Records provided -
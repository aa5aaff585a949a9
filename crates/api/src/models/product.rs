//! Product domain types.

use chrono::{DateTime, Utc};
use serde::Serialize;

use storekeep_core::{AccountId, Price, ProductId};

/// A catalog product.
#[derive(Debug, Clone, PartialEq, Eq, Serialize)]
#[serde(rename_all = "camelCase")]
pub struct Product {
    pub id: ProductId,
    pub name: String,
    pub price: Price,
    pub description: Option<String>,
    /// Retailer account that owns this product. `None` for operator-managed
    /// products and for products whose owner was deleted.
    pub owner_id: Option<AccountId>,
    pub created_at: DateTime<Utc>,
    pub updated_at: DateTime<Utc>,
}

/// Validated input for creating a product.
#[derive(Debug, Clone)]
pub struct NewProduct {
    pub name: String,
    pub price: Price,
    pub description: Option<String>,
    pub owner_id: Option<AccountId>,
}

/// Partial product update. `None` leaves the field unchanged.
#[derive(Debug, Clone, Default)]
pub struct ProductChanges {
    pub name: Option<String>,
    pub price: Option<Price>,
    /// `Some(None)` clears the description.
    pub description: Option<Option<String>>,
}

impl ProductChanges {
    /// Returns true if no field would change.
    #[must_use]
    pub const fn is_empty(&self) -> bool {
        self.name.is_none() && self.price.is_none() && self.description.is_none()
    }
}

/// Which products a writer may modify.
#[derive(Debug, Clone, Copy, PartialEq, Eq)]
pub enum WriteScope {
    /// Any product (operators).
    Any,
    /// Only products owned by the given retailer.
    OwnedBy(AccountId),
}

impl WriteScope {
    /// Returns true if a product with this owner is writable in this scope.
    #[must_use]
    pub fn permits(&self, owner_id: Option<AccountId>) -> bool {
        match self {
            Self::Any => true,
            Self::OwnedBy(account) => owner_id == Some(*account),
        }
    }
}

#[cfg(test)]
mod tests {
    use super::*;

    #[test]
    fn test_scope_permits() {
        let owner = AccountId::generate();
        let other = AccountId::generate();

        assert!(WriteScope::Any.permits(None));
        assert!(WriteScope::Any.permits(Some(other)));
        assert!(WriteScope::OwnedBy(owner).permits(Some(owner)));
        assert!(!WriteScope::OwnedBy(owner).permits(Some(other)));
        assert!(!WriteScope::OwnedBy(owner).permits(None));
    }

    #[test]
    fn test_changes_is_empty() {
        assert!(ProductChanges::default().is_empty());
        let changes = ProductChanges {
            description: Some(None),
            ..Default::default()
        };
        assert!(!changes.is_empty());
    }
}
//! Product price.
//!
//! Prices are exact decimals in the store's single currency. On the wire they
//! are plain JSON numbers (`12.5`), which is what catalog clients send.

use core::fmt;

use rust_decimal::Decimal;
use serde::{Deserialize, Deserializer, Serialize, Serializer};

/// Errors that can occur when constructing a [`Price`].
#[derive(thiserror::Error, Debug, Clone, PartialEq, Eq)]
pub enum PriceError {
    /// Prices cannot be negative.
    #[error("price cannot be negative (got {0})")]
    Negative(Decimal),
}

/// A non-negative product price.
#[derive(Debug, Clone, Copy, PartialEq, Eq, PartialOrd, Ord, Hash)]
pub struct Price(Decimal);

impl Price {
    /// Zero price.
    pub const ZERO: Self = Self(Decimal::ZERO);

    /// Create a price, rejecting negative amounts.
    ///
    /// # Errors
    ///
    /// Returns `PriceError::Negative` if `amount < 0`.
    pub fn new(amount: Decimal) -> Result<Self, PriceError> {
        if amount.is_sign_negative() && !amount.is_zero() {
            return Err(PriceError::Negative(amount));
        }
        Ok(Self(amount.normalize()))
    }

    /// Get the decimal amount.
    #[must_use]
    pub const fn amount(&self) -> Decimal {
        self.0
    }
}

impl fmt::Display for Price {
    fn fmt(&self, f: &mut fmt::Formatter<'_>) -> fmt::Result {
        write!(f, "{}", self.0)
    }
}

impl Serialize for Price {
    fn serialize<S: Serializer>(&self, serializer: S) -> Result<S::Ok, S::Error> {
        rust_decimal::serde::float::serialize(&self.0, serializer)
    }
}

impl<'de> Deserialize<'de> for Price {
    fn deserialize<D: Deserializer<'de>>(deserializer: D) -> Result<Self, D::Error> {
        let amount = rust_decimal::serde::float::deserialize(deserializer)?;
        Self::new(amount).map_err(serde::de::Error::custom)
    }
}

#[cfg(feature = "postgres")]
impl sqlx::Type<sqlx::Postgres> for Price {
    fn type_info() -> sqlx::postgres::PgTypeInfo {
        <Decimal as sqlx::Type<sqlx::Postgres>>::type_info()
    }

    fn compatible(ty: &sqlx::postgres::PgTypeInfo) -> bool {
        <Decimal as sqlx::Type<sqlx::Postgres>>::compatible(ty)
    }
}

#[cfg(feature = "postgres")]
impl<'r> sqlx::Decode<'r, sqlx::Postgres> for Price {
    fn decode(value: sqlx::postgres::PgValueRef<'r>) -> Result<Self, sqlx::error::BoxDynError> {
        let amount = <Decimal as sqlx::Decode<sqlx::Postgres>>::decode(value)?;
        Ok(Self::new(amount)?)
    }
}

#[cfg(feature = "postgres")]
impl sqlx::Encode<'_, sqlx::Postgres> for Price {
    fn encode_by_ref(
        &self,
        buf: &mut sqlx::postgres::PgArgumentBuffer,
    ) -> Result<sqlx::encode::IsNull, sqlx::error::BoxDynError> {
        <Decimal as sqlx::Encode<sqlx::Postgres>>::encode_by_ref(&self.0, buf)
    }
}

#[cfg(test)]
#[allow(clippy::unwrap_used)]
mod tests {
    use super::*;

    #[test]
    fn test_rejects_negative() {
        assert!(matches!(
            Price::new(Decimal::new(-1, 2)),
            Err(PriceError::Negative(_))
        ));
        assert_eq!(Price::new(Decimal::ZERO).unwrap(), Price::ZERO);
    }

    #[test]
    fn test_json_number_in_and_out() {
        let price: Price = serde_json::from_str("12.5").unwrap();
        assert_eq!(price.amount(), Decimal::new(125, 1));

        let value = serde_json::to_value(price).unwrap();
        assert_eq!(value.as_f64(), Some(12.5));
    }

    #[test]
    fn test_deserialize_rejects_negative_and_strings() {
        assert!(serde_json::from_str::<Price>("-3").is_err());
        assert!(serde_json::from_str::<Price>("\"cheap\"").is_err());
    }
}
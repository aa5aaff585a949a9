//! `PostgreSQL` product repository.

use async_trait::async_trait;
use chrono::{DateTime, Utc};
use sqlx::PgPool;
use uuid::Uuid;

use storekeep_core::{AccountId, Price, ProductId};

use super::{ProductRepository, RepositoryError};
use crate::models::{NewProduct, Product, ProductChanges, WriteScope};

const PRODUCT_COLUMNS: &str = "id, name, price, description, owner_id, created_at, updated_at";

#[derive(sqlx::FromRow)]
struct ProductRow {
    id: ProductId,
    name: String,
    price: Price,
    description: Option<String>,
    owner_id: Option<AccountId>,
    created_at: DateTime<Utc>,
    updated_at: DateTime<Utc>,
}

impl From<ProductRow> for Product {
    fn from(r: ProductRow) -> Self {
        Self {
            id: r.id,
            name: r.name,
            price: r.price,
            description: r.description,
            owner_id: r.owner_id,
            created_at: r.created_at,
            updated_at: r.updated_at,
        }
    }
}

/// Owner filter for scoped writes; `NULL` means unrestricted.
const fn scope_owner(scope: WriteScope) -> Option<AccountId> {
    match scope {
        WriteScope::Any => None,
        WriteScope::OwnedBy(owner) => Some(owner),
    }
}

/// Product repository backed by `shop.product`.
#[derive(Clone)]
pub struct PgProductRepository {
    pool: PgPool,
}

impl PgProductRepository {
    /// Create a new product repository.
    #[must_use]
    pub const fn new(pool: PgPool) -> Self {
        Self { pool }
    }
}

#[async_trait]
impl ProductRepository for PgProductRepository {
    async fn list(&self) -> Result<Vec<Product>, RepositoryError> {
        let rows: Vec<ProductRow> = sqlx::query_as(&format!(
            "SELECT {PRODUCT_COLUMNS} FROM shop.product ORDER BY created_at, id"
        ))
        .fetch_all(&self.pool)
        .await?;

        Ok(rows.into_iter().map(Into::into).collect())
    }

    async fn get(&self, id: ProductId) -> Result<Option<Product>, RepositoryError> {
        let row: Option<ProductRow> = sqlx::query_as(&format!(
            "SELECT {PRODUCT_COLUMNS} FROM shop.product WHERE id = $1"
        ))
        .bind(id)
        .fetch_optional(&self.pool)
        .await?;

        Ok(row.map(Into::into))
    }

    async fn get_many(&self, ids: &[ProductId]) -> Result<Vec<Product>, RepositoryError> {
        if ids.is_empty() {
            return Ok(Vec::new());
        }

        let ids: Vec<Uuid> = ids.iter().map(ProductId::as_uuid).collect();
        let rows: Vec<ProductRow> = sqlx::query_as(&format!(
            "SELECT {PRODUCT_COLUMNS} FROM shop.product WHERE id = ANY($1)"
        ))
        .bind(ids)
        .fetch_all(&self.pool)
        .await?;

        Ok(rows.into_iter().map(Into::into).collect())
    }

    async fn list_by_owner(&self, owner: AccountId) -> Result<Vec<Product>, RepositoryError> {
        let rows: Vec<ProductRow> = sqlx::query_as(&format!(
            "SELECT {PRODUCT_COLUMNS} FROM shop.product WHERE owner_id = $1 ORDER BY created_at, id"
        ))
        .bind(owner)
        .fetch_all(&self.pool)
        .await?;

        Ok(rows.into_iter().map(Into::into).collect())
    }

    async fn create(&self, product: NewProduct) -> Result<Product, RepositoryError> {
        let row: ProductRow = sqlx::query_as(&format!(
            "INSERT INTO shop.product (id, name, price, description, owner_id)
             VALUES ($1, $2, $3, $4, $5)
             RETURNING {PRODUCT_COLUMNS}"
        ))
        .bind(ProductId::generate())
        .bind(&product.name)
        .bind(product.price)
        .bind(&product.description)
        .bind(product.owner_id)
        .fetch_one(&self.pool)
        .await
        .map_err(|e| {
            if let sqlx::Error::Database(ref db_err) = e
                && db_err.is_foreign_key_violation()
            {
                return RepositoryError::Conflict("owner account no longer exists".to_owned());
            }
            RepositoryError::Database(e)
        })?;

        Ok(row.into())
    }

    async fn update(
        &self,
        id: ProductId,
        changes: &ProductChanges,
        scope: WriteScope,
    ) -> Result<Option<Product>, RepositoryError> {
        let row: Option<ProductRow> = sqlx::query_as(&format!(
            "UPDATE shop.product
             SET name = COALESCE($2, name),
                 price = COALESCE($3, price),
                 description = CASE WHEN $4 THEN $5 ELSE description END,
                 updated_at = NOW()
             WHERE id = $1 AND ($6::uuid IS NULL OR owner_id = $6)
             RETURNING {PRODUCT_COLUMNS}"
        ))
        .bind(id)
        .bind(&changes.name)
        .bind(changes.price)
        .bind(changes.description.is_some())
        .bind(changes.description.as_ref().and_then(Option::as_deref))
        .bind(scope_owner(scope))
        .fetch_optional(&self.pool)
        .await?;

        Ok(row.map(Into::into))
    }

    async fn delete(&self, id: ProductId, scope: WriteScope) -> Result<bool, RepositoryError> {
        let result = sqlx::query(
            r"
            DELETE FROM shop.product
            WHERE id = $1 AND ($2::uuid IS NULL OR owner_id = $2)
            ",
        )
        .bind(id)
        .bind(scope_owner(scope))
        .execute(&self.pool)
        .await?;

        Ok(result.rows_affected() > 0)
    }
}
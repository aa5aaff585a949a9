//! Security headers for a JSON API.
//!
//! Nothing served here is meant to be rendered, framed, or cached, so the
//! headers lock all of that down.

use axum::{
    extract::Request,
    http::{
        HeaderName, HeaderValue,
        header::{
            CACHE_CONTROL, CONTENT_SECURITY_POLICY, REFERRER_POLICY, X_CONTENT_TYPE_OPTIONS,
            X_FRAME_OPTIONS,
        },
    },
    middleware::Next,
    response::Response,
};

/// Add security headers to all responses.
///
/// Headers applied:
/// - `X-Frame-Options: DENY`
/// - `X-Content-Type-Options: nosniff`
/// - `Referrer-Policy: no-referrer`
/// - `Content-Security-Policy: default-src 'none'; frame-ancestors 'none'`
/// - `Cache-Control: no-store` (responses carry tokens and carts)
/// - `Cross-Origin-Resource-Policy: same-origin`
pub async fn security_headers_middleware(request: Request, next: Next) -> Response {
    let mut response = next.run(request).await;
    let headers = response.headers_mut();

    headers.insert(X_FRAME_OPTIONS, HeaderValue::from_static("DENY"));
    headers.insert(X_CONTENT_TYPE_OPTIONS, HeaderValue::from_static("nosniff"));
    headers.insert(REFERRER_POLICY, HeaderValue::from_static("no-referrer"));
    headers.insert(
        CONTENT_SECURITY_POLICY,
        HeaderValue::from_static("default-src 'none'; frame-ancestors 'none'"),
    );
    headers.insert(CACHE_CONTROL, HeaderValue::from_static("no-store"));
    headers.insert(
        HeaderName::from_static("cross-origin-resource-policy"),
        HeaderValue::from_static("same-origin"),
    );

    response
}
//! Database migration command.
//!
//! # Usage
//!
//! ```bash
//! sk-cli migrate
//! ```
//!
//! # Environment Variables
//!
//! - `STOREKEEP_DATABASE_URL` (or `DATABASE_URL`) - `PostgreSQL` connection string
//!
//! Migrations live in `crates/api/migrations/` and are embedded in the API
//! crate, so this binary always applies the schema the server expects.

use storekeep_api::db::{MIGRATOR, create_pool};

use super::{CommandError, database_url};

/// Apply all pending migrations.
pub async fn run() -> Result<(), CommandError> {
    dotenvy::dotenv().ok();

    let database_url = database_url()?;

    tracing::info!("Connecting to database...");
    let pool = create_pool(&database_url).await?;

    tracing::info!("Running migrations...");
    MIGRATOR.run(&pool).await?;

    tracing::info!("Migrations complete!");
    Ok(())
}
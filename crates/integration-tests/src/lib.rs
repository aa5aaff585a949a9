//! Integration tests for Storekeep.
//!
//! # Running Tests
//!
//! ```bash
//! # In-process tests (in-memory store, no server needed)
//! cargo test -p storekeep-integration-tests
//!
//! # Live-server smoke test
//! STOREKEEP_STORAGE=memory cargo run -p storekeep-api &
//! cargo test -p storekeep-integration-tests -- --ignored
//! ```
//!
//! [`TestApp`] builds the same router the binary serves, backed by the
//! in-memory store, and drives it with `tower::ServiceExt::oneshot`.

use std::time::Duration;

use axum::{
    Router,
    body::{Body, to_bytes},
    http::{HeaderMap, Method, Request, StatusCode, header},
};
use base64::{Engine, engine::general_purpose::STANDARD};
use secrecy::SecretString;
use serde_json::{Value, json};
use tower::ServiceExt;

use storekeep_api::config::{
    ApiConfig, PasswordHashConfig, SigningKey, StorageConfig, TokenConfig,
};
use storekeep_api::db::Repositories;
use storekeep_api::state::AppState;

/// Operator seeded into every [`TestApp`].
pub const OPERATOR_USERNAME: &str = "ops";
/// Password of [`OPERATOR_USERNAME`].
pub const OPERATOR_PASSWORD: &str = "correct horse battery staple";

/// Configuration for in-process tests: memory store, cheap Argon2, no rate
/// limiting.
#[must_use]
pub fn test_config() -> ApiConfig {
    ApiConfig {
        storage: StorageConfig::Memory,
        host: "127.0.0.1".parse().expect("valid IP literal"),
        port: 0,
        tokens: TokenConfig {
            signing_key: SigningKey {
                id: "test".to_string(),
                secret: SecretString::from("k3Vq8ZpL2mWx9RtY4nBc7HdJ6fGs1QaE"),
            },
            previous_keys: Vec::new(),
            ttl: Duration::from_secs(3600),
        },
        password_hashing: PasswordHashConfig {
            memory_kib: 8,
            iterations: 1,
            parallelism: 1,
        },
        operator: None,
        rate_limit: false,
        sentry_dsn: None,
        sentry_environment: None,
    }
}

/// A decoded response.
#[derive(Debug)]
pub struct TestResponse {
    pub status: StatusCode,
    pub headers: HeaderMap,
    /// JSON body, or `Value::Null` if the body was not JSON.
    pub body: Value,
    pub text: String,
}

impl TestResponse {
    /// The `error` message of an error response.
    #[must_use]
    pub fn error(&self) -> &str {
        assert_eq!(self.body["status"], "error", "not an error body: {}", self.text);
        self.body["error"].as_str().unwrap_or_default()
    }
}

/// In-process application under test.
pub struct TestApp {
    pub state: AppState,
    router: Router,
}

impl TestApp {
    /// Build an app with an empty in-memory store and one operator.
    ///
    /// # Panics
    ///
    /// Panics if the state cannot be built.
    pub async fn spawn() -> Self {
        let state = AppState::new(test_config(), Repositories::in_memory())
            .expect("Failed to build test state");
        state
            .auth()
            .ensure_operator(OPERATOR_USERNAME, OPERATOR_PASSWORD)
            .await
            .expect("Failed to seed operator");

        let router = storekeep_api::app(state.clone());
        Self { state, router }
    }

    /// Send one request.
    ///
    /// `auth` is the full `Authorization` header value.
    ///
    /// # Panics
    ///
    /// Panics if the request cannot be built or the body cannot be read.
    pub async fn request(
        &self,
        method: Method,
        uri: &str,
        auth: Option<&str>,
        body: Option<Value>,
    ) -> TestResponse {
        let mut builder = Request::builder().method(method).uri(uri);
        if let Some(auth) = auth {
            builder = builder.header(header::AUTHORIZATION, auth);
        }
        let request = match body {
            Some(body) => builder
                .header(header::CONTENT_TYPE, "application/json")
                .body(Body::from(body.to_string())),
            None => builder.body(Body::empty()),
        }
        .expect("Failed to build request");

        self.send(request).await
    }

    /// Send a prepared request.
    ///
    /// # Panics
    ///
    /// Panics if the body cannot be read.
    pub async fn send(&self, request: Request<Body>) -> TestResponse {
        let response = self
            .router
            .clone()
            .oneshot(request)
            .await
            .expect("Router is infallible");

        let status = response.status();
        let headers = response.headers().clone();
        let bytes = to_bytes(response.into_body(), usize::MAX)
            .await
            .expect("Failed to read body");
        let text = String::from_utf8_lossy(&bytes).into_owned();
        let body = serde_json::from_slice(&bytes).unwrap_or(Value::Null);

        TestResponse {
            status,
            headers,
            body,
            text,
        }
    }

    /// GET without credentials.
    pub async fn get(&self, uri: &str) -> TestResponse {
        self.request(Method::GET, uri, None, None).await
    }

    /// Register a customer and return its id.
    ///
    /// # Panics
    ///
    /// Panics if registration fails.
    pub async fn register(&self, name: &str, email: &str, password: &str) -> String {
        let response = self
            .request(
                Method::POST,
                "/user/register",
                None,
                Some(json!({ "name": name, "email": email, "password": password })),
            )
            .await;
        assert_eq!(response.status, StatusCode::CREATED, "{}", response.text);
        response.body["id"]
            .as_str()
            .expect("id in register response")
            .to_owned()
    }

    /// Log in and return a ready-to-use `Authorization` header value.
    ///
    /// # Panics
    ///
    /// Panics if login fails.
    pub async fn login(&self, email: &str, password: &str) -> String {
        let response = self
            .request(
                Method::POST,
                "/user/login",
                None,
                Some(json!({ "email": email, "password": password })),
            )
            .await;
        assert_eq!(response.status, StatusCode::OK, "{}", response.text);
        bearer(response.body["token"].as_str().expect("token in login response"))
    }

    /// Register and log in a customer.
    pub async fn customer(&self, email: &str) -> String {
        self.register("Customer", email, "p1").await;
        self.login(email, "p1").await
    }

    /// Register and log in a retailer; returns (account id, auth header).
    ///
    /// # Panics
    ///
    /// Panics if registration or login fails.
    pub async fn retailer(&self, email: &str, store_name: &str) -> (String, String) {
        let response = self
            .request(
                Method::POST,
                "/retailer/register",
                None,
                Some(json!({
                    "name": "Retailer",
                    "email": email,
                    "password": "r1",
                    "storeName": store_name,
                })),
            )
            .await;
        assert_eq!(response.status, StatusCode::CREATED, "{}", response.text);
        let id = response.body["accountId"]
            .as_str()
            .expect("accountId in response")
            .to_owned();

        let response = self
            .request(
                Method::POST,
                "/retailer/login",
                None,
                Some(json!({ "email": email, "password": "r1" })),
            )
            .await;
        assert_eq!(response.status, StatusCode::OK, "{}", response.text);
        let token = response.body["token"].as_str().expect("token in response");
        (id, bearer(token))
    }

    /// Create a product as the operator and return its id.
    ///
    /// # Panics
    ///
    /// Panics if creation fails.
    pub async fn create_product(&self, name: &str, price: f64) -> String {
        let response = self
            .request(
                Method::POST,
                "/products",
                Some(&operator_auth()),
                Some(json!({ "name": name, "price": price })),
            )
            .await;
        assert_eq!(response.status, StatusCode::CREATED, "{}", response.text);
        response.body["id"]
            .as_str()
            .expect("id in product response")
            .to_owned()
    }
}

/// `Bearer <token>` header value.
#[must_use]
pub fn bearer(token: &str) -> String {
    format!("Bearer {token}")
}

/// `Basic` header value for arbitrary credentials.
#[must_use]
pub fn basic(username: &str, password: &str) -> String {
    format!("Basic {}", STANDARD.encode(format!("{username}:{password}")))
}

/// `Basic` header value for the seeded operator.
#[must_use]
pub fn operator_auth() -> String {
    basic(OPERATOR_USERNAME, OPERATOR_PASSWORD)
}
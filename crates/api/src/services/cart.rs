//! Cart operations and read-time reconciliation.
//!
//! Cart entries are weak references to products. A product can be deleted
//! while it sits in carts, so reads resolve each entry against the live
//! catalog and count the ones that no longer resolve instead of failing.

use std::collections::HashMap;

use serde::Serialize;
use thiserror::Error;
use tracing::instrument;

use storekeep_core::ProductId;

use crate::db::{
    AccountRepository, CartPush, ProductRepository, PrunedCart, Repositories, RepositoryError,
};
use crate::models::{Account, Product};

/// A cart as presented to its owner.
#[derive(Debug, Clone, PartialEq, Eq, Serialize)]
#[serde(rename_all = "camelCase")]
pub struct CartView {
    /// Products still in the catalog, in cart order, duplicates kept.
    pub items: Vec<Product>,
    /// Number of entries whose product no longer exists.
    pub unavailable: usize,
}

/// Resolve cart entries against live products.
///
/// Order and duplicates of resolvable entries are preserved; unresolvable
/// entries are counted. The input is never modified.
#[must_use]
pub fn reconcile(cart: &[ProductId], live: &HashMap<ProductId, Product>) -> CartView {
    let mut items = Vec::with_capacity(cart.len());
    let mut unavailable = 0;

    for id in cart {
        match live.get(id) {
            Some(product) => items.push(product.clone()),
            None => unavailable += 1,
        }
    }

    CartView { items, unavailable }
}

/// Errors that can occur during cart operations.
#[derive(Debug, Error)]
pub enum CartError {
    /// The reference is malformed or names no existing product.
    #[error("not a product")]
    ProductNotFound,

    /// The cart's account no longer exists.
    #[error("account no longer exists")]
    AccountNotFound,

    /// Repository/database error.
    #[error("database error: {0}")]
    Repository(RepositoryError),
}

impl From<RepositoryError> for CartError {
    fn from(e: RepositoryError) -> Self {
        match e {
            RepositoryError::NotFound => Self::AccountNotFound,
            other => Self::Repository(other),
        }
    }
}

/// Cart service for one authenticated account at a time.
pub struct CartService<'a> {
    accounts: &'a dyn AccountRepository,
    products: &'a dyn ProductRepository,
}

impl<'a> CartService<'a> {
    /// Create a new cart service.
    #[must_use]
    pub fn new(repos: &'a Repositories) -> Self {
        Self {
            accounts: repos.accounts.as_ref(),
            products: repos.products.as_ref(),
        }
    }

    /// Reconciled view of the account's cart.
    ///
    /// # Errors
    ///
    /// Returns `CartError::Repository` if the product lookup fails.
    pub async fn view(&self, account: &Account) -> Result<CartView, CartError> {
        let mut distinct = account.cart.clone();
        distinct.sort_unstable();
        distinct.dedup();

        let live: HashMap<ProductId, Product> = self
            .products
            .get_many(&distinct)
            .await?
            .into_iter()
            .map(|p| (p.id, p))
            .collect();

        Ok(reconcile(&account.cart, &live))
    }

    /// Append a product to the cart.
    ///
    /// # Errors
    ///
    /// Returns `CartError::ProductNotFound` if `product_ref` is not the id of
    /// an existing product.
    #[instrument(skip_all, fields(account_id = %account.id))]
    pub async fn add(&self, account: &Account, product_ref: &str) -> Result<Vec<ProductId>, CartError> {
        let product: ProductId = product_ref
            .parse()
            .map_err(|_| CartError::ProductNotFound)?;

        match self.accounts.push_cart_item(account.id, product).await? {
            CartPush::Pushed(cart) => {
                tracing::debug!(product_id = %product, "Added to cart");
                Ok(cart)
            }
            CartPush::ProductMissing => Err(CartError::ProductNotFound),
        }
    }

    /// Remove the first occurrence of a product from the cart.
    ///
    /// Removing something that is not in the cart (including a malformed
    /// reference) succeeds and leaves the cart unchanged. Stale references to
    /// deleted products stay removable.
    ///
    /// # Errors
    ///
    /// Returns `CartError::AccountNotFound` if the account vanished.
    #[instrument(skip_all, fields(account_id = %account.id))]
    pub async fn remove(
        &self,
        account: &Account,
        product_ref: &str,
    ) -> Result<Vec<ProductId>, CartError> {
        let Ok(product) = product_ref.parse::<ProductId>() else {
            return Ok(account.cart.clone());
        };

        Ok(self.accounts.remove_cart_item(account.id, product).await?)
    }

    /// Drop every dangling reference from the cart.
    ///
    /// # Errors
    ///
    /// Returns `CartError::AccountNotFound` if the account vanished.
    #[instrument(skip_all, fields(account_id = %account.id))]
    pub async fn prune(&self, account: &Account) -> Result<PrunedCart, CartError> {
        let pruned = self.accounts.prune_cart(account.id).await?;
        if pruned.removed > 0 {
            tracing::info!(removed = pruned.removed, "Pruned cart");
        }
        Ok(pruned)
    }
}
//! Core types for Storekeep.
//!
//! This module provides type-safe wrappers for common domain concepts.

pub mod email;
pub mod id;
pub mod price;
pub mod role;

pub use email::{Email, EmailError};
pub use id::*;
pub use price::{Price, PriceError};
pub use role::{ParseRoleError, Role};
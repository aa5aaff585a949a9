//! Storekeep Core - Shared domain types.
//!
//! This crate provides the types used across all Storekeep components:
//! - `api` - HTTP API server (accounts, catalog, carts)
//! - `cli` - Command-line tools for migrations and operator management
//!
//! # Architecture
//!
//! The core crate contains only types - no I/O, no database access,
//! no HTTP. This keeps it lightweight and allows it to be used anywhere.
//!
//! # Modules
//!
//! - [`types`] - Newtype wrappers for type-safe IDs, prices, emails, and roles

#![cfg_attr(not(test), forbid(unsafe_code))]

pub mod types;

pub use types::*;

Problem statement - Lines containing the string "thiserror" are the ones to copy from the entries above.

Completed exercise -
#[derive(thiserror::Error, Debug, Clone, PartialEq, Eq)]
use thiserror::Error;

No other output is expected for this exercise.